Complicated Pregnancy story – Switch Health

For many mothers to be, planning to travel when pregnant is a common occurrence and while most pregnancies are uncomplicated, it is advisable to plan for the unexpected, as private medical costs can be high, especially in the event of a complex birth.

Having the right international private medical insurance protects, but it is advisable to check the small print, as cover terms do vary considerably between policies. APRIL International UK’s Executive Plus plan is one policy that brokers such as Switch Health are happy to recommend, as it offers a genuinely comprehensive coverage for all aspects of pregnancy and childbirth. A useful feature of international private medical insurance often overlooked is that an insurer’s assistance provider, who coordinate all requests for care, keep detailed records as to the quality and range of healthcare facilities locally too.

Regular check-ups can help the mother learn the difference between normal changes during her pregnancy and those that could present a problem, but most pregnant women will experience some minor complications.

That is precisely what happened to family visiting London recently from Israel. When complications appeared likely, the family requested pre-natal care at London’s Portland hospital which the insurer, APRIL International UK, was happy to agree and arrange. With the cost of these appointments already exceeding £3000, the pregnancy then became in medical terms “complex”, meaning the best medical advice was to proceed with a caesarean sections, as by now, on top of the known complications, the child was three days late.

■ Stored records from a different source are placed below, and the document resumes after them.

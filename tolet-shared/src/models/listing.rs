/// Listing model, search filters and database operations
///
/// Listings are rental property records. They are created by the sample
/// data seeder or by an authenticated owner, and are never updated or
/// deleted through this crate.
///
/// Amenities and image references are ordered string sequences in the
/// model; the comma-delimited text form exists only inside the store and is
/// produced and consumed by [`encode_list`] / [`decode_list`].
///
/// # Schema
///
/// ```sql
/// CREATE TABLE listings (
///     id INTEGER PRIMARY KEY AUTOINCREMENT,
///     title TEXT NOT NULL,
///     description TEXT,
///     location TEXT NOT NULL,
///     area TEXT NOT NULL,
///     price INTEGER NOT NULL,
///     bedrooms INTEGER,
///     bathrooms INTEGER,
///     property_type TEXT NOT NULL,
///     amenities TEXT,
///     images TEXT,
///     owner_id INTEGER REFERENCES accounts (id),
///     status TEXT NOT NULL DEFAULT 'available',
///     featured BOOLEAN NOT NULL DEFAULT 0,
///     created_at DATETIME NOT NULL
/// );
/// ```
///
/// # Ordering
///
/// Search results are ordered featured first, then newest first. Rows
/// created within the same millisecond fall back to insertion order
/// (highest id first).

use chrono::{DateTime, Utc};
use serde::{Deserialize, Serialize};
use sqlx::{QueryBuilder, Sqlite, SqlitePool};

/// Number of listings returned by the featured endpoint
pub const FEATURED_LIMIT: i64 = 6;

/// Separator used for multi-valued columns in the store
const LIST_DELIMITER: char = ',';

const LISTING_COLUMNS: &str = "id, title, description, location, area, price, bedrooms, bathrooms, \
     property_type, amenities, images, owner_id, status, featured, created_at";

/// Kind of property being let
#[derive(Debug, Clone, Copy, PartialEq, Eq, Hash, Serialize, Deserialize, sqlx::Type)]
pub enum PropertyType {
    Apartment,
    House,
    Flat,
    Studio,
    Commercial,
}

impl PropertyType {
    pub fn as_str(&self) -> &'static str {
        match self {
            PropertyType::Apartment => "Apartment",
            PropertyType::House => "House",
            PropertyType::Flat => "Flat",
            PropertyType::Studio => "Studio",
            PropertyType::Commercial => "Commercial",
        }
    }
}

impl std::str::FromStr for PropertyType {
    type Err = String;

    fn from_str(s: &str) -> Result<Self, Self::Err> {
        match s {
            "Apartment" => Ok(PropertyType::Apartment),
            "House" => Ok(PropertyType::House),
            "Flat" => Ok(PropertyType::Flat),
            "Studio" => Ok(PropertyType::Studio),
            "Commercial" => Ok(PropertyType::Commercial),
            other => Err(format!("Unknown property type: {}", other)),
        }
    }
}

/// Availability of a listing
#[derive(Debug, Clone, Copy, Default, PartialEq, Eq, Hash, Serialize, Deserialize, sqlx::Type)]
#[sqlx(rename_all = "lowercase")]
#[serde(rename_all = "lowercase")]
pub enum ListingStatus {
    /// Open for inquiries and returned by search
    #[default]
    Available,

    /// Let out; hidden from search and featured results
    Rented,
}

/// A rental listing as exposed by the API
#[derive(Debug, Clone, PartialEq, Serialize, Deserialize)]
pub struct Listing {
    pub id: i64,
    pub title: String,
    pub description: Option<String>,
    pub location: String,
    pub area: String,

    /// Monthly rent in whole currency units
    pub price: i64,
    pub bedrooms: Option<i64>,
    pub bathrooms: Option<i64>,
    pub property_type: PropertyType,
    pub amenities: Vec<String>,

    /// Relative paths or URLs, in upload order
    pub images: Vec<String>,

    /// None for seeded listings
    pub owner_id: Option<i64>,
    pub status: ListingStatus,
    pub featured: bool,
    pub created_at: DateTime<Utc>,
}

/// Row shape of the `listings` table
#[derive(Debug, sqlx::FromRow)]
struct ListingRow {
    id: i64,
    title: String,
    description: Option<String>,
    location: String,
    area: String,
    price: i64,
    bedrooms: Option<i64>,
    bathrooms: Option<i64>,
    property_type: PropertyType,
    amenities: Option<String>,
    images: Option<String>,
    owner_id: Option<i64>,
    status: ListingStatus,
    featured: bool,
    created_at: DateTime<Utc>,
}

impl From<ListingRow> for Listing {
    fn from(row: ListingRow) -> Self {
        Self {
            id: row.id,
            title: row.title,
            description: row.description,
            location: row.location,
            area: row.area,
            price: row.price,
            bedrooms: row.bedrooms,
            bathrooms: row.bathrooms,
            property_type: row.property_type,
            amenities: decode_list(row.amenities.as_deref()),
            images: decode_list(row.images.as_deref()),
            owner_id: row.owner_id,
            status: row.status,
            featured: row.featured,
            created_at: row.created_at,
        }
    }
}

/// Input for creating a new listing
#[derive(Debug, Clone)]
pub struct CreateListing {
    pub title: String,
    pub description: Option<String>,
    pub location: String,
    pub area: String,
    pub price: i64,
    pub bedrooms: Option<i64>,
    pub bathrooms: Option<i64>,
    pub property_type: PropertyType,
    pub amenities: Vec<String>,
    pub images: Vec<String>,
    pub owner_id: Option<i64>,
    pub featured: bool,
}

/// Search criteria; every `None` field imposes no constraint
#[derive(Debug, Clone, Default, PartialEq, Eq)]
pub struct ListingFilter {
    /// Substring of the location, matched case-insensitively
    pub location: Option<String>,
    pub property_type: Option<PropertyType>,

    /// Inclusive lower bound on price
    pub min_price: Option<i64>,

    /// Inclusive upper bound on price
    pub max_price: Option<i64>,

    /// Exact bedroom count
    pub bedrooms: Option<i64>,
}

impl ListingFilter {
    /// Returns true when the listing satisfies every supplied predicate
    /// (availability is checked separately)
    pub fn matches(&self, listing: &Listing) -> bool {
        let location_ok = self.location.as_ref().map_or(true, |needle| {
            listing
                .location
                .to_ascii_lowercase()
                .contains(&needle.to_ascii_lowercase())
        });

        location_ok
            && self.property_type.map_or(true, |t| listing.property_type == t)
            && self.min_price.map_or(true, |min| listing.price >= min)
            && self.max_price.map_or(true, |max| listing.price <= max)
            && self.bedrooms.map_or(true, |b| listing.bedrooms == Some(b))
    }

    fn push_predicates<'a>(&'a self, qb: &mut QueryBuilder<'a, Sqlite>) {
        if let Some(location) = &self.location {
            qb.push(" AND location LIKE ")
                .push_bind(format!("%{}%", escape_like(location)))
                .push(" ESCAPE '\\'");
        }

        if let Some(property_type) = self.property_type {
            qb.push(" AND property_type = ").push_bind(property_type);
        }

        if let Some(min_price) = self.min_price {
            qb.push(" AND price >= ").push_bind(min_price);
        }

        if let Some(max_price) = self.max_price {
            qb.push(" AND price <= ").push_bind(max_price);
        }

        if let Some(bedrooms) = self.bedrooms {
            qb.push(" AND bedrooms = ").push_bind(bedrooms);
        }
    }
}

impl Listing {
    /// Inserts a new listing and returns it
    ///
    /// # Errors
    ///
    /// Returns a foreign key violation if `owner_id` names an unknown account
    pub async fn create(pool: &SqlitePool, data: CreateListing) -> Result<Self, sqlx::Error> {
        let sql = format!(
            r#"
            INSERT INTO listings
                (title, description, location, area, price, bedrooms, bathrooms,
                 property_type, amenities, images, owner_id, featured)
            VALUES (?, ?, ?, ?, ?, ?, ?, ?, ?, ?, ?, ?)
            RETURNING {}
            "#,
            LISTING_COLUMNS
        );

        let row = sqlx::query_as::<_, ListingRow>(&sql)
            .bind(data.title)
            .bind(data.description)
            .bind(data.location)
            .bind(data.area)
            .bind(data.price)
            .bind(data.bedrooms)
            .bind(data.bathrooms)
            .bind(data.property_type)
            .bind(encode_list(&data.amenities))
            .bind(encode_list(&data.images))
            .bind(data.owner_id)
            .bind(data.featured)
            .fetch_one(pool)
            .await?;

        tracing::debug!(listing_id = row.id, owner_id = ?row.owner_id, "Listing created");
        Ok(row.into())
    }

    /// Finds a listing by id regardless of its status
    pub async fn find_by_id(pool: &SqlitePool, id: i64) -> Result<Option<Self>, sqlx::Error> {
        let sql = format!("SELECT {} FROM listings WHERE id = ?", LISTING_COLUMNS);

        let row = sqlx::query_as::<_, ListingRow>(&sql)
            .bind(id)
            .fetch_optional(pool)
            .await?;

        Ok(row.map(Listing::from))
    }

    /// Returns every available listing matching `filter`, featured first and
    /// then newest first
    pub async fn search(pool: &SqlitePool, filter: &ListingFilter) -> Result<Vec<Self>, sqlx::Error> {
        let mut qb = QueryBuilder::<Sqlite>::new(format!("SELECT {} FROM listings WHERE status = ", LISTING_COLUMNS));
        qb.push_bind(ListingStatus::Available);

        filter.push_predicates(&mut qb);

        qb.push(" ORDER BY featured DESC, created_at DESC, id DESC");

        let rows = qb.build_query_as::<ListingRow>().fetch_all(pool).await?;

        tracing::debug!(results = rows.len(), ?filter, "Listing search completed");
        Ok(rows.into_iter().map(Listing::from).collect())
    }

    /// Returns up to `limit` featured, available listings, newest first
    pub async fn featured(pool: &SqlitePool, limit: i64) -> Result<Vec<Self>, sqlx::Error> {
        let sql = format!(
            "SELECT {} FROM listings WHERE featured = 1 AND status = ? \
             ORDER BY created_at DESC, id DESC LIMIT ?",
            LISTING_COLUMNS
        );

        let rows = sqlx::query_as::<_, ListingRow>(&sql)
            .bind(ListingStatus::Available)
            .bind(limit)
            .fetch_all(pool)
            .await?;

        Ok(rows.into_iter().map(Listing::from).collect())
    }

    /// Counts all listings, whatever their status
    pub async fn count(pool: &SqlitePool) -> Result<i64, sqlx::Error> {
        sqlx::query_scalar("SELECT COUNT(*) FROM listings")
            .fetch_one(pool)
            .await
    }

    /// Counts distinct location strings across all listings
    pub async fn count_distinct_locations(pool: &SqlitePool) -> Result<i64, sqlx::Error> {
        sqlx::query_scalar("SELECT COUNT(DISTINCT location) FROM listings")
            .fetch_one(pool)
            .await
    }
}

/// Joins a sequence into its stored form; an empty sequence is stored as NULL
pub fn encode_list(items: &[String]) -> Option<String> {
    let joined = items
        .iter()
        .map(|item| item.trim())
        .filter(|item| !item.is_empty())
        .collect::<Vec<_>>()
        .join(&LIST_DELIMITER.to_string());

    if joined.is_empty() {
        None
    } else {
        Some(joined)
    }
}

/// Splits a stored delimited value back into its items, trimming whitespace
/// and dropping empty entries
pub fn decode_list(stored: Option<&str>) -> Vec<String> {
    stored
        .map(|s| {
            s.split(LIST_DELIMITER)
                .map(str::trim)
                .filter(|item| !item.is_empty())
                .map(str::to_string)
                .collect()
        })
        .unwrap_or_default()
}

/// Escapes LIKE wildcards so user input matches literally under `ESCAPE '\'`
fn escape_like(input: &str) -> String {
    let mut escaped = String::with_capacity(input.len());
    for c in input.chars() {
        if matches!(c, '%' | '_' | '\\') {
            escaped.push('\\');
        }
        escaped.push(c);
    }
    escaped
}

The operation was agreed by the insurers and the baby was safely delivered in September of last year – mother and child are both in good health. The total costs, though, amounted to £22,500, which luckily for the parents,  APRIL International UK covered in full.

Complex pregnancies are in fact relatively common. According to the NHS, in women under 30, 1 in 10 pregnancies will end in miscarriage, whilst in women aged 35-39, up to 2 in 10 pregnancies will end in miscarriage. More than 50 per cent of miscarriages in the first trimester are caused by chromosomal abnormalities.

Ectopic pregnancies occur when the fertilised egg attaches itself in a place other than inside the uterus, most occur in the fallopian tube. Ectopic pregnancies occur in around 2 per cent of pregnancies.

Pre-eclampsia is characterised by high blood pressure and occurs is around 10 per cent of pregnancies. It is a serious condition which should not be left untreated.

Many of the potential problems of pregnancy are best managed when they are detected early. Hypertension, or high blood pressure, can be life threatening to both the mother and foetus. A small percentage of women develop gestational diabetes which can also be a serious threat.

Having a comprehensive private medical insurance policy in place is essential for expectant mothers – it is the job of the broker through to ensure that the known risks are all covered effectively and that there is scope for the cover to extend to emergencies.